Cada 28 de mayo se celebra en todo el mundo el Día de la
Nutrición que es una iniciativa de la Federación Española de Sociedades
de Nutrición, Alimentación y Dietética (FESNAD), en colaboración con
otras instituciones y con el apoyo de la industria farmacéutica y
alimentaria.
La nutrición en el ser humano debe ser armónica, suficiente y
balanceada. Vivimos influenciados por un medio ambiente cada día más
hostil, expuestos a contaminantes ambientales, estilos de vida modernos,
que no nos permiten alimentarnos saludablemente porque los alimentos
son cada vez menos nutritivos debido a las técnicas de producción y a
la falta mucha veces de tiempo de los individuos.

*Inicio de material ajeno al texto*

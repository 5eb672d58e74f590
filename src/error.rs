use thiserror::Error;

/// Errors [`TinyFrame::send`](crate::TinyFrame::send) and
/// [`TinyFrame::respond`](crate::TinyFrame::respond) can return.
///
/// There is no "configuration error" variant: field widths and checksum
/// kind are enforced by the type system at compile time, so the only
/// failures left are ones that depend on the message being sent and on
/// runtime listener-table occupancy.
#[derive(Error, Debug, Clone, Copy, PartialEq, Eq)]
pub enum SendError {
    /// The payload does not fit in `MAX_PAYLOAD_TX` bytes.
    #[error("payload of {len} bytes exceeds MAX_PAYLOAD_TX of {max}")]
    PayloadTooLarge { len: usize, max: usize },

    /// A listener was requested for this send, but the ID listener table is
    /// already full. No bytes are sent in this case.
    #[error("ID listener table is full")]
    ListenerTableFull,
}

/// Errors from registering or looking up listeners.
#[derive(Error, Debug, Clone, Copy, PartialEq, Eq)]
pub enum ListenerError {
    /// The relevant table has no free slot.
    #[error("listener table is full")]
    TableFull,
    /// No active listener matched the lookup key.
    #[error("no matching listener found")]
    NotFound,
    /// A type or generic listener already exists for this key/callback.
    #[error("listener already registered")]
    Duplicate,
}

Las personas por la “prisa” con que quizás vivimos, no prestamos
mucha atención a nutrirnos correctamente y pensamos que con solo comer
es suficiente. Pero hay una gran diferencia entre nutrición y
alimentarse.
Diferencias entre nutrición y alimentación. La
nutrición es un “conjunto de procesos mediante los cuales el organismo
recibe, transforma y utiliza las sustancias nutritivas que contienen los
alimentos”.
Con la nutrición se hace énfasis a la acción involuntaria de absorber
y asimilar las sustancias de los alimentos, prestando atención a las
propiedades específicas de cada uno de ellos con el fin de procurar una
alimentación balanceada para nuestro organismo.
En tanto que la alimentación es un proceso voluntario a través del
cual las personas se proporcionan sustancias aptas para el consumo, las
modifica partiéndolas, cocinándolas, introduciéndolas en la boca,
masticándolas y deglutiéndola. Es a partir de ese momento que empieza la
nutrición.
“Las personas entienden que por el simple hecho de comer y comer
están alimentados y no es así”, manifestó Marielis Lorenzo, nutrióloga.
Todos los problemas futuros que pueden ser causados por una mala
nutrición tienen su solución según informa la doctora Lorenzo desde la
gestación, es decir, desde el embarazo las futuras madres deben llevar
un régimen alimenticio adecuado y destaca la importancia de la
lactancia materna.
En el país solo el siete por ciento de las mujeres lactan a sus
hijos de manera exclusiva durante los primeros seis meses, según datos
suministrados por el Ministerio de Salud, que se basó en los resultados
de la Encuesta Demográfica y de Salud de 2007. "Eso es para
preocuparse", declaró la nutricionista.
Pobreza y desnutrición. Son dos fenómenos diversos,
pero estrechamente relacionados. La pobreza aumenta la probabilidad de
desnutrición, en cuanto dificulta las posibilidades de acceso a una
alimentación apropiada.
En un informe presentado por la Organización de las Naciones Unidas
para la Alimentación y la Agricultura (FAO por sus siglas en ingles), en
su informe “Estado de la inseguridad alimentaria”, en el año 2005,
grafica cómo el hambre y la malnutrición son las causas principales de
las privaciones y el sufrimiento que persiguen combatir los Objetivos de
Desarrollo del Milenio.
El hambre reduce la escolaridad y la productividad, debilita el
sistema inmunitario, incide significativamente en la morbilidad y
mortalidad materno-infantil, y hasta incentiva el uso insostenible de
los recursos naturales. Esta son solo algunas de las consecuencias de
una nutrición inadecuada.
Ventajas de una buena nutrición
- Sentirse mejor.
- Mantener un nivel elevado de fuerza y energía.
- Mantener su peso y las reservas de nutrientes de su cuerpo.
- Tolerar mejor los efectos secundarios relacionados con el tratamiento.
- Reducir su riesgo de infecciones.
- Sanar y recuperarse más rápidamente.
Todo esto, según indica la experta, nos alerta a prestar mayor
atención en, consumir alimentos saludables, ingerir cantidades
suficientes para afrontar su actividad física y mental, alimentarse a
horas adecuadas, para preservar su salud integral.
Pero lo más importante es balancear los aportes de macro (proteínas y
carbohidratos) y micro nutrientes (vítaminas y minerales), así como el
consumo de agua, fundamental para la alimentación, porque interviene en
casi todos los procesos internos del organismo.
Nuestro cuerpo necesita consumir un promedio de dos litros diarios,
fuera de otros alimentos. Los mismos que deben de distribuirse en 15 por
ciento proteínas (carnes, huevos, lácteos, menestras), grasas 30 %
(aceites y mantequilla) y carbohidratos 55% (cereales, tubérculos y
azúcares).
Las vitaminas y minerales hidrosolubles, los encontraremos en las
frutas y verduras y los liposolubles en las grasas y aceites. Debemos
combinar los consumos de estos al máximo, para aportar la variedad de
nutrientes que nos proveen salud, ya que si descuidamos el consumo de
alguno de ellos nos producirá estragos en nuestra salud.